WHAT THE EXERCISE ASKS: Show each line of the records in which the word "Send" occurs.

*** PROVIDED DATA Section Begins ***

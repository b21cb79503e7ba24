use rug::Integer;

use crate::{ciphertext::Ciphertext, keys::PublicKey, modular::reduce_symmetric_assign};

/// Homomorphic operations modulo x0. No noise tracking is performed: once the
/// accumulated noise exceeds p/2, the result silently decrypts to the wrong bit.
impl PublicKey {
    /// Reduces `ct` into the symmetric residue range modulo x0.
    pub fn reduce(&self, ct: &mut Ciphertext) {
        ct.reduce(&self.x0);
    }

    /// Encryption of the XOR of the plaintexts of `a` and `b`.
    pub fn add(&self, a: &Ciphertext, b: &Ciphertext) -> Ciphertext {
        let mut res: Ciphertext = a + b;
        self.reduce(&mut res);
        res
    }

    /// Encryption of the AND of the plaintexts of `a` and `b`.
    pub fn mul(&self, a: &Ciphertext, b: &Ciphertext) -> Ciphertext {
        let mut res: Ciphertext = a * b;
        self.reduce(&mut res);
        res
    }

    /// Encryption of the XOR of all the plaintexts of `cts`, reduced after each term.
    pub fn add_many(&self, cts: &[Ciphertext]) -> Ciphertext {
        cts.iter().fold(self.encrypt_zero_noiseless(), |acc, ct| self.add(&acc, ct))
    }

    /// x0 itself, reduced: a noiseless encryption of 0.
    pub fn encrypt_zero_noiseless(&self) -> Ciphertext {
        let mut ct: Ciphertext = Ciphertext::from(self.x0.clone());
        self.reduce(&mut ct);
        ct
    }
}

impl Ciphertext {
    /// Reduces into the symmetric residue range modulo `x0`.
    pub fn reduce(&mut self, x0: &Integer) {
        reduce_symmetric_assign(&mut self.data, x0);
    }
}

*** PROVIDED DATA Section Ends ***
*** PROVIDED DATA Section Begins ***

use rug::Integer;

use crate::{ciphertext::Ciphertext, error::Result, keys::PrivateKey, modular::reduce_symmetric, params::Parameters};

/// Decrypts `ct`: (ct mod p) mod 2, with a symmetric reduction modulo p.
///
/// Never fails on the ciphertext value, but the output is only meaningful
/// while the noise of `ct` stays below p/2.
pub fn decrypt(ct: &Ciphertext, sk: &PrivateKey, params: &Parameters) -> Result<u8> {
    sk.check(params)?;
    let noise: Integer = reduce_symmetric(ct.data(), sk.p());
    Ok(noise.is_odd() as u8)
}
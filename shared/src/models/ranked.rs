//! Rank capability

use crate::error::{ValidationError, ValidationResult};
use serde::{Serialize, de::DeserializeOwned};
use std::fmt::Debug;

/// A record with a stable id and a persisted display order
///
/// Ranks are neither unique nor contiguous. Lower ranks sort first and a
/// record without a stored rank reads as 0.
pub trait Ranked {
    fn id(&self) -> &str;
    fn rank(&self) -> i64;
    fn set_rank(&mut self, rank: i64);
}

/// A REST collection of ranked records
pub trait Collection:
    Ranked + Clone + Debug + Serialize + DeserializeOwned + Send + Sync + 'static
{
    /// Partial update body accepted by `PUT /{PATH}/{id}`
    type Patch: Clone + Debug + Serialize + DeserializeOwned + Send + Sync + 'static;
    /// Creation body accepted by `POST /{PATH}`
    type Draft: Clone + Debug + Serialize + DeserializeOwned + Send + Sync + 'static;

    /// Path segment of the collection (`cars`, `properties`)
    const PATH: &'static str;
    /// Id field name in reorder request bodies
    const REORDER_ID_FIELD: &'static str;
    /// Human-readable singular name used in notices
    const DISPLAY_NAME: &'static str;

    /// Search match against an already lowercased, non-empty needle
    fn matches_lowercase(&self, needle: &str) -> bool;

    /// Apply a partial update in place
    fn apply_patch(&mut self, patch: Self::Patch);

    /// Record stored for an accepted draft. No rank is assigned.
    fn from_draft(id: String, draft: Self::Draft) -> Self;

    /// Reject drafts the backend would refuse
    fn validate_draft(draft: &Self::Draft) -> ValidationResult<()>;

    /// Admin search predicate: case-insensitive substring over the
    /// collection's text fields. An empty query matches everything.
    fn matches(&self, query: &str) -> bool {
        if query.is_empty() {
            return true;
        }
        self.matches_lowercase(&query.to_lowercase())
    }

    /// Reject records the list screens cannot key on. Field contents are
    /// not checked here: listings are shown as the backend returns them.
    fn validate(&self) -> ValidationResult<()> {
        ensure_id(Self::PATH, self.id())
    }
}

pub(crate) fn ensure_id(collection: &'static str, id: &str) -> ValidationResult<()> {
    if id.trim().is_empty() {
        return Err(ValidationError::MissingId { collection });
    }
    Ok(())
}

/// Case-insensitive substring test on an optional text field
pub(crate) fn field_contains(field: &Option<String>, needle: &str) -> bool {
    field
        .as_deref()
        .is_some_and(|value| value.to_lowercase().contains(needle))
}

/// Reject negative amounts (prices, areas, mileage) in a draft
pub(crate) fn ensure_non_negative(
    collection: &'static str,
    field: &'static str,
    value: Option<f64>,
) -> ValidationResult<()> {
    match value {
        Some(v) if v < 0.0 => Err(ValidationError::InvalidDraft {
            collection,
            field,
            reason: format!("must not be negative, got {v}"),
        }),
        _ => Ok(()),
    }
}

*** PROVIDED DATA Section Ends ***

RESULT FOR THIS TASK:
    Ranked + Clone + Debug + Serialize + DeserializeOwned + Send + Sync + 'static
    type Patch: Clone + Debug + Serialize + DeserializeOwned + Send + Sync + 'static;
    type Draft: Clone + Debug + Serialize + DeserializeOwned + Send + Sync + 'static;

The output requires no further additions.